Audi celebrates a landmark anniversary in style at the Goodwood Festival of Speed this weekend (24-26 June) with a fitting reunion. One of the world's greatest rally drivers, Hannu Mikkola, will be reunited at the annual speed event with a car that changed the face of the sport forever.
In October 1980, the "Flying Finn" tested an Audi quattro rally car for the very first time in public - a prelude to the remarkable 25 rally championship titles won worldwide by Audi between 1981 and '85. Mikkola will drive that very same pioneering Audi quattro, which rattled the sport to its core, at a motorsport event for the first time since the Portugal test 25 years ago.

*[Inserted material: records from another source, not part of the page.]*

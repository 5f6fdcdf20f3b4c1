//! Error types for payroll-core.

use std::path::PathBuf;

use thiserror::Error;

use crate::types::{EmployeeId, PositionId};

/// All errors that can arise from registry operations.
#[derive(Debug, Error)]
pub enum RegistryError {
    /// Another employee already holds this id or this name.
    #[error("duplicate employee: id `{id}` or name `{name}` already registered")]
    DuplicateEmployee { id: EmployeeId, name: String },

    /// No employee with this id is present in the registry.
    #[error("employee not found: `{id}`")]
    EmployeeNotFound { id: EmployeeId },

    /// The salary is not acceptable for the target position.
    #[error("invalid salary {salary}: {reason}")]
    InvalidSalary {
        salary: f64,
        reason: SalaryRejection,
    },

    /// Position bounds are negative, non-finite, or inverted.
    #[error("invalid position `{id}`: salary range [{min_salary}, {max_salary}] is not well-formed")]
    InvalidPosition {
        id: PositionId,
        min_salary: f64,
        max_salary: f64,
    },
}

/// Why a salary was rejected.
#[derive(Debug, Clone, Copy, PartialEq, Error)]
pub enum SalaryRejection {
    /// Outside the position's `[min, max]` band.
    #[error("outside position range [{min}, {max}]")]
    OutOfRange { min: f64, max: f64 },

    /// Below the tolerance floor derived from the position minimum.
    #[error("below tolerance floor {floor}")]
    BelowToleranceFloor { floor: f64 },
}

/// Errors from loading a [`PayrollConfig`](crate::config::PayrollConfig).
#[derive(Debug, Error)]
pub enum ConfigError {
    /// Underlying I/O failure (file not found, permission denied, etc.).
    #[error("I/O error: {0}")]
    Io(#[from] std::io::Error),

    /// YAML parse error on load — includes file path and line context from serde_yaml.
    #[error("failed to parse payroll config at {path}: {source}")]
    Parse {
        path: PathBuf,
        #[source]
        source: serde_yaml::Error,
    },

    /// YAML parse error for in-memory input.
    #[error("YAML error: {0}")]
    Yaml(#[from] serde_yaml::Error),

    /// `promotion_tolerance` must be finite and in `[0, 1)`.
    #[error("promotion tolerance {value} must be in [0, 1)")]
    InvalidTolerance { value: f64 },

    /// Two catalog entries share an id.
    #[error("duplicate position id `{id}` in catalog")]
    DuplicatePosition { id: PositionId },
}
//! Payroll policy configuration.
//!
//! ```yaml
//! promotion_tolerance: 0.1
//! positions:
//!   - id: "1"
//!     name: Junior Developer
//!     min_salary: 30000
//!     max_salary: 50000
//! ```
//!
//! Both keys are optional. Every load path runs [`PayrollConfig::validate`].

use std::collections::HashSet;
use std::path::Path;

use serde::{Deserialize, Serialize};

use crate::error::ConfigError;
use crate::types::{Position, PositionId};

/// Fraction below a position minimum that still qualifies for a tolerance promotion.
pub const DEFAULT_PROMOTION_TOLERANCE: f64 = 0.1;

fn default_tolerance() -> f64 {
    DEFAULT_PROMOTION_TOLERANCE
}

/// Tolerance policy plus an optional catalog of known positions.
#[derive(Debug, Clone, PartialEq, Serialize, Deserialize)]
pub struct PayrollConfig {
    #[serde(default = "default_tolerance")]
    pub promotion_tolerance: f64,
    #[serde(default)]
    pub positions: Vec<Position>,
}

impl Default for PayrollConfig {
    fn default() -> Self {
        Self {
            promotion_tolerance: DEFAULT_PROMOTION_TOLERANCE,
            positions: vec![],
        }
    }
}

impl PayrollConfig {
    /// Parse and validate a config from YAML text.
    pub fn from_yaml_str(yaml: &str) -> Result<Self, ConfigError> {
        let config: Self = serde_yaml::from_str(yaml)?;
        config.validate()?;
        Ok(config)
    }

    /// Read, parse and validate a config file.
    ///
    /// Returns `ConfigError::Parse` (with path + line context) if malformed YAML.
    pub fn load_at(path: &Path) -> Result<Self, ConfigError> {
        let contents = std::fs::read_to_string(path)?;
        let config: Self = serde_yaml::from_str(&contents).map_err(|e| ConfigError::Parse {
            path: path.to_path_buf(),
            source: e,
        })?;
        config.validate()?;
        tracing::debug!(
            "loaded payroll config from {} ({} positions)",
            path.display(),
            config.positions.len()
        );
        Ok(config)
    }

    /// Check the tolerance range and position id uniqueness.
    ///
    /// Catalog bands need no check here: every `Position` is validated when built.
    pub fn validate(&self) -> Result<(), ConfigError> {
        let t = self.promotion_tolerance;
        if !t.is_finite() || !(0.0..1.0).contains(&t) {
            return Err(ConfigError::InvalidTolerance { value: t });
        }
        let mut seen = HashSet::new();
        for position in &self.positions {
            if !seen.insert(position.id()) {
                return Err(ConfigError::DuplicatePosition {
                    id: position.id().clone(),
                });
            }
        }
        Ok(())
    }

    /// Look up a catalog position by id.
    pub fn position(&self, id: &PositionId) -> Option<&Position> {
        self.positions.iter().find(|p| p.id() == id)
    }
}

// ---------------------------------------------------------------------------
// Unit tests
// ---------------------------------------------------------------------------
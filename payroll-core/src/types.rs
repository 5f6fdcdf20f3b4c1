//! Domain types for the payroll registry.
//!
//! Salaries are plain `f64` amounts; no currency or rounding is applied.
//! `Position` and the id newtypes are serializable via serde so the position
//! catalog can live in the YAML config.

use std::fmt;

use serde::{Deserialize, Serialize};

use crate::error::RegistryError;

// ---------------------------------------------------------------------------
// Newtypes
// ---------------------------------------------------------------------------

/// A strongly-typed identifier for a job position.
#[derive(Debug, Clone, PartialEq, Eq, Hash, Serialize, Deserialize)]
#[serde(transparent)]
pub struct PositionId(pub String);

impl fmt::Display for PositionId {
    fn fmt(&self, f: &mut fmt::Formatter<'_>) -> fmt::Result {
        self.0.fmt(f)
    }
}

impl From<String> for PositionId {
    fn from(s: String) -> Self {
        Self(s)
    }
}

impl From<&str> for PositionId {
    fn from(s: &str) -> Self {
        Self(s.to_owned())
    }
}

/// A strongly-typed identifier for an employee, unique within a registry.
#[derive(Debug, Clone, PartialEq, Eq, Hash, Serialize, Deserialize)]
#[serde(transparent)]
pub struct EmployeeId(pub String);

impl fmt::Display for EmployeeId {
    fn fmt(&self, f: &mut fmt::Formatter<'_>) -> fmt::Result {
        self.0.fmt(f)
    }
}

impl From<String> for EmployeeId {
    fn from(s: String) -> Self {
        Self(s)
    }
}

impl From<&str> for EmployeeId {
    fn from(s: &str) -> Self {
        Self(s.to_owned())
    }
}

// ---------------------------------------------------------------------------
// Position
// ---------------------------------------------------------------------------

/// A job role with a permitted salary band `[min_salary, max_salary]`.
///
/// Immutable once constructed. Deserialization goes through the same checks
/// as [`Position::new`].
#[derive(Debug, Clone, PartialEq, Serialize, Deserialize)]
#[serde(try_from = "RawPosition")]
pub struct Position {
    id: PositionId,
    name: String,
    min_salary: f64,
    max_salary: f64,
}

impl Position {
    /// Build a position, rejecting negative or non-finite bounds and `min > max`.
    pub fn new(
        id: impl Into<PositionId>,
        name: impl Into<String>,
        min_salary: f64,
        max_salary: f64,
    ) -> Result<Self, RegistryError> {
        let position = Self {
            id: id.into(),
            name: name.into(),
            min_salary,
            max_salary,
        };
        position.validate()?;
        Ok(position)
    }

    pub fn id(&self) -> &PositionId {
        &self.id
    }

    pub fn name(&self) -> &str {
        &self.name
    }

    pub fn min_salary(&self) -> f64 {
        self.min_salary
    }

    pub fn max_salary(&self) -> f64 {
        self.max_salary
    }

    /// `true` iff `min_salary <= salary <= max_salary`.
    pub fn contains(&self, salary: f64) -> bool {
        self.min_salary <= salary && salary <= self.max_salary
    }

    fn validate(&self) -> Result<(), RegistryError> {
        let well_formed = self.min_salary.is_finite()
            && self.max_salary.is_finite()
            && self.min_salary >= 0.0
            && self.min_salary <= self.max_salary;
        if well_formed {
            Ok(())
        } else {
            Err(RegistryError::InvalidPosition {
                id: self.id.clone(),
                min_salary: self.min_salary,
                max_salary: self.max_salary,
            })
        }
    }
}

/// Unchecked wire form of [`Position`].
#[derive(Deserialize)]
struct RawPosition {
    id: PositionId,
    name: String,
    min_salary: f64,
    max_salary: f64,
}

impl TryFrom<RawPosition> for Position {
    type Error = RegistryError;

    fn try_from(raw: RawPosition) -> Result<Self, Self::Error> {
        Self::new(raw.id, raw.name, raw.min_salary, raw.max_salary)
    }
}

// ---------------------------------------------------------------------------
// Employee
// ---------------------------------------------------------------------------

/// A person bound to a position and a salary.
///
/// Construction does not validate anything; [`EmployeeRegistry::add_employee`]
/// does. Salary and position only change through the registry.
///
/// [`EmployeeRegistry::add_employee`]: crate::registry::EmployeeRegistry::add_employee
#[derive(Debug, Clone, PartialEq)]
pub struct Employee {
    id: EmployeeId,
    name: String,
    position: Position,
    salary: f64,
}

impl Employee {
    pub fn new(
        id: impl Into<EmployeeId>,
        name: impl Into<String>,
        position: Position,
        salary: f64,
    ) -> Self {
        Self {
            id: id.into(),
            name: name.into(),
            position,
            salary,
        }
    }

    pub fn id(&self) -> &EmployeeId {
        &self.id
    }

    pub fn name(&self) -> &str {
        &self.name
    }

    pub fn position(&self) -> &Position {
        &self.position
    }

    pub fn salary(&self) -> f64 {
        self.salary
    }

    pub(crate) fn set_salary(&mut self, salary: f64) {
        self.salary = salary;
    }

    pub(crate) fn set_position(&mut self, position: Position) {
        self.position = position;
    }
}

// ---------------------------------------------------------------------------
// Outcomes
// ---------------------------------------------------------------------------

/// Result of a successful position change.
#[derive(Debug, Clone, Copy, PartialEq)]
pub enum PositionChange {
    /// Salary already fit the new band and was left unchanged.
    Retained,
    /// Salary was within tolerance below the new minimum and was raised to it.
    RaisedToMinimum { previous_salary: f64 },
}

// ---------------------------------------------------------------------------
// Tests
// ---------------------------------------------------------------------------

The Audi, which has been beautifully restored by Manchester-based quattro enthusiast John Hanlon, changed the face of rallying forever. Whether on dry or wet tarmac roads, snow and ice or indeed muddy forest stages, four-wheel-drive rally cars became the norm the world over and to this day still dominate the sport.
Meanwhile former double German rally champion, Harald Demuth, drives an Audi Sport S1 quattro owned by Milton Keynes-based Audi UK. This 1985 "Group B" Audi, boasting almost 400bhp in "normal" trim but in excess of 700bhp in "Pikes Peak" guise, was the last development carried out to the "rally" quattro.
The undisputed "King" of the Pikes Peak hillclimb, Bobby Unser, who won the legendary American hill race 13 times including in 1986 with Audi, will also demonstrate a flame-belching Audi S1 quattro Pikes Peak on a rare visit to the UK. A fourth Audi quattro, a 1983 A2 machine driven by Mikkola and owner Hanlon, will contest the new 1.75-mile rally stage.
The most successful modern day sportscar in recent times, the Audi R8, will be on display throughout the three-day event. A four-time winner of the Le Mans 24 Hours, the Audi R8 has scored an incredible 54 outright race wins from 66 starts.